- _Your assignment_: Write out, word for word, every line in the data below from the one containing "let mut run_error: Option<String>" to the one containing "producer.try_enqueue(frame);", both of them included.

++++ Information given ++++

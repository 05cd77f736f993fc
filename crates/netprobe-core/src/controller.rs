//! Measurement controller: owns the Idle → Warmup → Measure → Drain →
//! Reported phase machine for each of `runs` iterations.
//!
//! Grounded in the teacher's `bench.rs` fixed-duration run loop (progress
//! ticks, timed phases) and `run.rs`'s sleep/snapshot loop structure,
//! generalized to the warmup/measure/N-runs shape spec.md §4.G pins down.

use std::sync::atomic::{AtomicBool, Ordering};
use std::sync::Arc;
use std::time::Duration;

use crate::aggregator::RunResult;
use crate::capture::{CaptureBackend, CaptureStatus};
use crate::clock::now_ns;
use crate::metrics::MetricsCore;
use crate::queue::{new_queue, WorkerPool};

/// Drain sleep after `stop_capture()`, letting in-flight frames settle
/// before the snapshot is taken (spec.md §4.G).
const DRAIN_SLEEP: Duration = Duration::from_millis(500);

/// Capture-loop retry sleep on a transient "no packet" result.
const NO_PACKET_SLEEP: Duration = Duration::from_micros(200);

/// Implemented by the binary crate's external traffic-generator adapter.
/// Kept as a trait so this crate has no process-spawning dependency of its
/// own — the Controller only needs to start/stop it at the right phase
/// edges.
pub trait TrafficControl {
    /// Start the generator. Failure is a warning, never fatal (spec.md
    /// §4.G) — implementations should log and return normally either way.
    fn start(&mut self);
    fn stop(&mut self);
}

/// A no-op traffic control for runs that don't drive external traffic.
pub struct NoTraffic;
impl TrafficControl for NoTraffic {
    fn start(&mut self) {}
    fn stop(&mut self) {}
}

#[derive(Debug, Clone)]
pub struct RunConfig {
    pub runs: usize,
    pub warmup_sec: f64,
    /// 0.0 means unlimited — governed instead by `packet_limit` or the stop flag.
    pub measure_sec: f64,
    pub threads: usize,
    pub queue_capacity: usize,
    pub pin_cores: Option<Vec<usize>>,
    pub packet_limit: Option<u64>,
}

impl Default for RunConfig {
    fn default() -> Self {
        Self {
            runs: 3,
            warmup_sec: 2.0,
            measure_sec: 10.0,
            threads: 4,
            queue_capacity: 100,
            pin_cores: None,
            packet_limit: None,
        }
    }
}

#[derive(Debug, Clone, Copy, PartialEq, Eq)]
enum Phase {
    Warmup,
    Measure,
}

/// Outcome of one run.
pub enum RunOutcome {
    Completed(RunResult),
    /// The capture backend reported a fatal OS error; the run ends early.
    Error(String),
}

/// Drives `config.runs` iterations of the phase machine against a single
/// capture backend acquired once by the caller and shared across every run
/// (spec.md §5: "the capture file descriptor and its kernel buffer are
/// acquired once per process, released on shutdown") — only the queue,
/// worker pool, and metrics state are rebuilt per run.
pub fn run_measurement(
    config: &RunConfig,
    metrics: &'static MetricsCore,
    stop_flag: &Arc<AtomicBool>,
    traffic: &mut dyn TrafficControl,
    backend: &mut dyn CaptureBackend,
) -> Vec<RunOutcome> {
    let mut results = Vec::with_capacity(config.runs);

    for _run_index in 0..config.runs {
        metrics.init();
        traffic.start();

        let (producer, rx) = new_queue(config.queue_capacity, metrics);
        let pool = WorkerPool::spawn(
            config.threads,
            rx,
            metrics,
            config.pin_cores.clone().map(Arc::new),
        );

        let mut phase = Phase::Warmup;
        let phase_start = now_ns();
        let warmup_end = phase_start + (config.warmup_sec * 1e9) as u64;
        let measure_end_offset = (config.measure_sec * 1e9) as u64;
        let mut measure_end = 0u64; // set once we enter Measure
        let mut packets_in_measure = 0u64;
        let mut run_error: Option<String> = None;

        loop {
            if stop_flag.load(Ordering::Relaxed) {
                break;
            }

            let t = now_ns();
            if phase == Phase::Warmup && t >= warmup_end {
                metrics.init();
                metrics.start();
                phase = Phase::Measure;
                measure_end = if measure_end_offset > 0 {
                    t + measure_end_offset
                } else {
                    0
                };
            }
            if phase == Phase::Measure && measure_end > 0 && t >= measure_end {
                break;
            }
            if phase == Phase::Measure {
                if let Some(limit) = config.packet_limit {
                    if packets_in_measure >= limit {
                        break;
                    }
                }
            }

            match backend.poll() {
                CaptureStatus::Frame(frame) => {
                    metrics.inc_captured(frame.len() as u64);
                    if phase == Phase::Measure {
                        packets_in_measure += 1;
                    }
                    producer.try_enqueue(frame);
                }
                CaptureStatus::NoPacket => {
                    std::thread::sleep(NO_PACKET_SLEEP);
                }
                CaptureStatus::Fatal(err) => {
                    tracing::error!(error = %err, "capture backend reported a fatal error; ending run");
                    run_error = Some(err.to_string());
                    break;
                }
            }
        }

        metrics.stop_capture();
        traffic.stop();
        drop(producer);
        pool.join();
        std::thread::sleep(DRAIN_SLEEP);

        match run_error {
            Some(msg) => results.push(RunOutcome::Error(msg)),
            None => {
                let snap = metrics.snapshot();
                results.push(RunOutcome::Completed(RunResult::from_snapshot(&snap)));
            }
        }

        if stop_flag.load(Ordering::Relaxed) {
            break;
        }
    }

    results
}

#[cfg(test)]
mod tests {
    use super::*;
    use crate::capture::MockBackend;

    fn frame_bytes() -> Vec<u8> {
        let mut v = vec![0u8; 14];
        v[12] = 0x08;
        v[13] = 0x00; // IPv4
        v.extend_from_slice(&{
            let mut ip = vec![0u8; 20];
            ip[0] = 0x45;
            ip[9] = 17; // UDP
            ip
        });
        v.extend_from_slice(&[0u8; 8]); // UDP header
        v
    }

    #[test]
    fn single_short_run_completes_and_produces_a_result() {
        static M: MetricsCore = MetricsCore::new();
        let stop = Arc::new(AtomicBool::new(false));
        let config = RunConfig {
            runs: 1,
            warmup_sec: 0.0,
            measure_sec: 0.0,
            threads: 1,
            queue_capacity: 16,
            pin_cores: None,
            packet_limit: Some(5),
        };
        let frames: Vec<Vec<u8>> = (0..5).map(|_| frame_bytes()).collect();
        let mut traffic = NoTraffic;
        let mut backend = MockBackend::new(frames);
        let results = run_measurement(&config, &M, &stop, &mut traffic, &mut backend);
        assert_eq!(results.len(), 1);
        match &results[0] {
            RunOutcome::Completed(r) => assert!(r.processed <= 5),
            RunOutcome::Error(e) => panic!("unexpected error: {e}"),
        }
    }

    #[test]
    fn stop_flag_ends_remaining_runs() {
        static M: MetricsCore = MetricsCore::new();
        let stop = Arc::new(AtomicBool::new(true));
        let config = RunConfig {
            runs: 3,
            warmup_sec: 0.0,
            measure_sec: 0.0,
            threads: 1,
            queue_capacity: 16,
            pin_cores: None,
            packet_limit: Some(1),
        };
        let mut traffic = NoTraffic;
        let mut backend = MockBackend::new(vec![]);
        let results = run_measurement(&config, &M, &stop, &mut traffic, &mut backend);
        assert_eq!(results.len(), 1);
    }
}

++++

- _Response to this exercise_:
        let mut run_error: Option<String> = None;

        loop {
            if stop_flag.load(Ordering::Relaxed) {
                break;
            }

            let t = now_ns();
            if phase == Phase::Warmup && t >= warmup_end {
                metrics.init();
                metrics.start();
                phase = Phase::Measure;
                measure_end = if measure_end_offset > 0 {
                    t + measure_end_offset
                } else {
                    0
                };
            }
            if phase == Phase::Measure && measure_end > 0 && t >= measure_end {
                break;
            }
            if phase == Phase::Measure {
                if let Some(limit) = config.packet_limit {
                    if packets_in_measure >= limit {
                        break;
                    }
                }
            }

            match backend.poll() {
                CaptureStatus::Frame(frame) => {
                    metrics.inc_captured(frame.len() as u64);
                    if phase == Phase::Measure {
                        packets_in_measure += 1;
                    }
                    producer.try_enqueue(frame);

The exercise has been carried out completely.